— What the exercise asks —
Nothing in the listing should differ in your copy; retype it all exactly.

— Information supplied —
//! Domain parameters for the supported short Weierstrass curves
//!
//! Values are big-endian hexadecimal so they can be parsed into
//! arbitrary-precision integers by the arithmetic crate.

/// Domain parameters of a curve `y^2 = x^3 + a*x + b (mod p)`
#[derive(Debug, Clone, Copy, PartialEq, Eq)]
pub struct CurveConstants {
    /// Standard curve name
    pub name: &'static str,
    /// Other names the curve is known by
    pub aliases: &'static [&'static str],
    /// Field prime
    pub p: &'static str,
    /// Coefficient `a`
    pub a: &'static str,
    /// Coefficient `b`
    pub b: &'static str,
    /// Generator x-coordinate
    pub gx: &'static str,
    /// Generator y-coordinate
    pub gy: &'static str,
    /// Order of the generator
    pub n: &'static str,
    /// Object identifier arcs naming the curve
    pub oid: &'static [u64],
}

/// secp256k1 (SEC 2, section 2.4.1), OID 1.3.132.0.10
pub const SECP256K1: CurveConstants = CurveConstants {
    name: "secp256k1",
    aliases: &[],
    p: "FFFFFFFFFFFFFFFFFFFFFFFFFFFFFFFFFFFFFFFFFFFFFFFFFFFFFFFEFFFFFC2F",
    a: "00",
    b: "07",
    gx: "79BE667EF9DCBBAC55A06295CE870B07029BFCDB2DCE28D959F2815B16F81798",
    gy: "483ADA7726A3C4655DA4FBFC0E1108A8FD17B448A68554199C47D08FFB10D4B8",
    n: "FFFFFFFFFFFFFFFFFFFFFFFFFFFFFFFEBAAEDCE6AF48A03BBFD25E8CD0364141",
    oid: &[1, 3, 132, 0, 10],
};

/// prime256v1 / secp256r1 / NIST P-256, OID 1.2.840.10045.3.1.7
pub const PRIME256V1: CurveConstants = CurveConstants {
    name: "prime256v1",
    aliases: &["secp256r1", "P-256"],
    p: "FFFFFFFF00000001000000000000000000000000FFFFFFFFFFFFFFFFFFFFFFFF",
    a: "FFFFFFFF00000001000000000000000000000000FFFFFFFFFFFFFFFFFFFFFFFC",
    b: "5AC635D8AA3A93E7B3EBBD55769886BC651D06B0CC53B0F63BCE3C3E27D2604B",
    gx: "6B17D1F2E12C4247F8BCE6E563A440F277037D812DEB33A0F4A13945D898C296",
    gy: "4FE342E2FE1A7F9B8EE7EB4A7C0F9E162BCE33576B315ECECBB6406837BF51F5",
    n: "FFFFFFFF00000000FFFFFFFFFFFFFFFFBCE6FAADA7179E84F3B9CAC2FC632551",
    oid: &[1, 2, 840, 10045, 3, 1, 7],
};

/// Every curve the registry is populated with; the first entry is the default
pub const SUPPORTED_CURVES: &[CurveConstants] = &[SECP256K1, PRIME256V1];
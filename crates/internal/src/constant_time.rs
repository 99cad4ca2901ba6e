//! Constant-time operations to prevent timing attacks

use subtle::{Choice, ConstantTimeEq};

/// Constant-time comparison of two byte slices
///
/// Returns true if the slices are equal, false otherwise. Only the length
/// check short-circuits; equal-length inputs are compared without early exit.
pub fn ct_eq<A, B>(a: A, b: B) -> bool
where
    A: AsRef<[u8]>,
    B: AsRef<[u8]>,
{
    ct_eq_choice(a, b).into()
}

/// Constant-time equality check that returns a Choice (0 or 1)
pub fn ct_eq_choice<A, B>(a: A, b: B) -> Choice
where
    A: AsRef<[u8]>,
    B: AsRef<[u8]>,
{
    let a = a.as_ref();
    let b = b.as_ref();

    if a.len() != b.len() {
        return Choice::from(0);
    }

    a.ct_eq(b)
}
//! Loads known-answer key vectors from TOML files.

use once_cell::sync::Lazy;
use serde::Deserialize;
use std::{
    fs,
    path::{Path, PathBuf},
};

/// One private key with its expected encodings, all lowercase hex
#[derive(Debug, Clone, Deserialize)]
pub struct KeyVector {
    /// Registered curve name
    pub curve: String,
    /// Fixed-width big-endian secret scalar
    pub secret: String,
    /// SEC1 compressed public key
    pub public_compressed: String,
    /// SEC1 uncompressed public key
    pub public_uncompressed: String,
    /// ECPrivateKey DER
    pub private_der: String,
    /// SubjectPublicKeyInfo DER
    pub public_der: String,
}

#[derive(Debug, Deserialize)]
struct KeyVectorFile {
    key: Vec<KeyVector>,
}

/// ----------------------------------------------------------------
/// Directory holding the vector files
/// ----------------------------------------------------------------
fn vectors_dir() -> PathBuf {
    Path::new(env!("CARGO_MANIFEST_DIR")).join("src").join("vectors")
}

/// ----------------------------------------------------------------
/// Load every key vector from a named TOML file
/// ----------------------------------------------------------------
pub fn load_key_vectors(file_name: &str) -> Result<Vec<KeyVector>, String> {
    let path = vectors_dir().join(file_name);
    let text = fs::read_to_string(&path)
        .map_err(|e| format!("Failed to read {}: {}", path.display(), e))?;
    let file: KeyVectorFile =
        toml::from_str(&text).map_err(|e| format!("Failed to parse {}: {}", path.display(), e))?;
    tracing::debug!(file = file_name, count = file.key.len(), "loaded key vectors");
    Ok(file.key)
}

static KEY_VECTORS: Lazy<Vec<KeyVector>> =
    Lazy::new(|| load_key_vectors("keys.toml").expect("keys.toml is readable"));

/// The bundled key vectors, parsed once
pub fn key_vectors() -> &'static [KeyVector] {
    &KEY_VECTORS
}

/// Decode a hex field from a vector
pub fn unhex(field: &str) -> Vec<u8> {
    hex::decode(field).expect("vector fields are valid hex")
}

— Finished task —
//! Domain parameters for the supported short Weierstrass curves
//!
//! Values are big-endian hexadecimal so they can be parsed into
//! arbitrary-precision integers by the arithmetic crate.

/// Domain parameters of a curve `y^2 = x^3 + a*x + b (mod p)`
#[derive(Debug, Clone, Copy, PartialEq, Eq)]
pub struct CurveConstants {
    /// Standard curve name
    pub name: &'static str,
    /// Other names the curve is known by
    pub aliases: &'static [&'static str],
    /// Field prime
    pub p: &'static str,
    /// Coefficient `a`
    pub a: &'static str,
    /// Coefficient `b`
    pub b: &'static str,
    /// Generator x-coordinate
    pub gx: &'static str,
    /// Generator y-coordinate
    pub gy: &'static str,
    /// Order of the generator
    pub n: &'static str,
    /// Object identifier arcs naming the curve
    pub oid: &'static [u64],
}

/// secp256k1 (SEC 2, section 2.4.1), OID 1.3.132.0.10
pub const SECP256K1: CurveConstants = CurveConstants {
    name: "secp256k1",
    aliases: &[],
    p: "FFFFFFFFFFFFFFFFFFFFFFFFFFFFFFFFFFFFFFFFFFFFFFFFFFFFFFFEFFFFFC2F",
    a: "00",
    b: "07",
    gx: "79BE667EF9DCBBAC55A06295CE870B07029BFCDB2DCE28D959F2815B16F81798",
    gy: "483ADA7726A3C4655DA4FBFC0E1108A8FD17B448A68554199C47D08FFB10D4B8",
    n: "FFFFFFFFFFFFFFFFFFFFFFFFFFFFFFFEBAAEDCE6AF48A03BBFD25E8CD0364141",
    oid: &[1, 3, 132, 0, 10],
};

/// prime256v1 / secp256r1 / NIST P-256, OID 1.2.840.10045.3.1.7
pub const PRIME256V1: CurveConstants = CurveConstants {
    name: "prime256v1",
    aliases: &["secp256r1", "P-256"],
    p: "FFFFFFFF00000001000000000000000000000000FFFFFFFFFFFFFFFFFFFFFFFF",
    a: "FFFFFFFF00000001000000000000000000000000FFFFFFFFFFFFFFFFFFFFFFFC",
    b: "5AC635D8AA3A93E7B3EBBD55769886BC651D06B0CC53B0F63BCE3C3E27D2604B",
    gx: "6B17D1F2E12C4247F8BCE6E563A440F277037D812DEB33A0F4A13945D898C296",
    gy: "4FE342E2FE1A7F9B8EE7EB4A7C0F9E162BCE33576B315ECECBB6406837BF51F5",
    n: "FFFFFFFF00000000FFFFFFFFFFFFFFFFBCE6FAADA7179E84F3B9CAC2FC632551",
    oid: &[1, 2, 840, 10045, 3, 1, 7],
};

/// Every curve the registry is populated with; the first entry is the default
pub const SUPPORTED_CURVES: &[CurveConstants] = &[SECP256K1, PRIME256V1];
filename crates/internal/src/constant_time.rs
repository 99cad4ca2901ba6e
//! Constant-time operations to prevent timing attacks

use subtle::{Choice, ConstantTimeEq};

/// Constant-time comparison of two byte slices
///
/// Returns true if the slices are equal, false otherwise. Only the length
/// check short-circuits; equal-length inputs are compared without early exit.
pub fn ct_eq<A, B>(a: A, b: B) -> bool
where
    A: AsRef<[u8]>,
    B: AsRef<[u8]>,
{
    ct_eq_choice(a, b).into()
}

/// Constant-time equality check that returns a Choice (0 or 1)
pub fn ct_eq_choice<A, B>(a: A, b: B) -> Choice
where
    A: AsRef<[u8]>,
    B: AsRef<[u8]>,
{
    let a = a.as_ref();
    let b = b.as_ref();

    if a.len() != b.len() {
        return Choice::from(0);
    }

    a.ct_eq(b)
}
//! Loads known-answer key vectors from TOML files.

use once_cell::sync::Lazy;
use serde::Deserialize;
use std::{
    fs,
    path::{Path, PathBuf},
};

/// One private key with its expected encodings, all lowercase hex
#[derive(Debug, Clone, Deserialize)]
pub struct KeyVector {
    /// Registered curve name
    pub curve: String,
    /// Fixed-width big-endian secret scalar
    pub secret: String,
    /// SEC1 compressed public key
    pub public_compressed: String,
    /// SEC1 uncompressed public key
    pub public_uncompressed: String,
    /// ECPrivateKey DER
    pub private_der: String,
    /// SubjectPublicKeyInfo DER
    pub public_der: String,
}

#[derive(Debug, Deserialize)]
struct KeyVectorFile {
    key: Vec<KeyVector>,
}

/// ----------------------------------------------------------------
/// Directory holding the vector files
/// ----------------------------------------------------------------
fn vectors_dir() -> PathBuf {
    Path::new(env!("CARGO_MANIFEST_DIR")).join("src").join("vectors")
}

/// ----------------------------------------------------------------
/// Load every key vector from a named TOML file
/// ----------------------------------------------------------------
pub fn load_key_vectors(file_name: &str) -> Result<Vec<KeyVector>, String> {
    let path = vectors_dir().join(file_name);
    let text = fs::read_to_string(&path)
        .map_err(|e| format!("Failed to read {}: {}", path.display(), e))?;
    let file: KeyVectorFile =
        toml::from_str(&text).map_err(|e| format!("Failed to parse {}: {}", path.display(), e))?;
    tracing::debug!(file = file_name, count = file.key.len(), "loaded key vectors");
    Ok(file.key)
}

static KEY_VECTORS: Lazy<Vec<KeyVector>> =
    Lazy::new(|| load_key_vectors("keys.toml").expect("keys.toml is readable"));

/// The bundled key vectors, parsed once
pub fn key_vectors() -> &'static [KeyVector] {
    &KEY_VECTORS
}

/// Decode a hex field from a vector
pub fn unhex(field: &str) -> Vec<u8> {
    hex::decode(field).expect("vector fields are valid hex")
}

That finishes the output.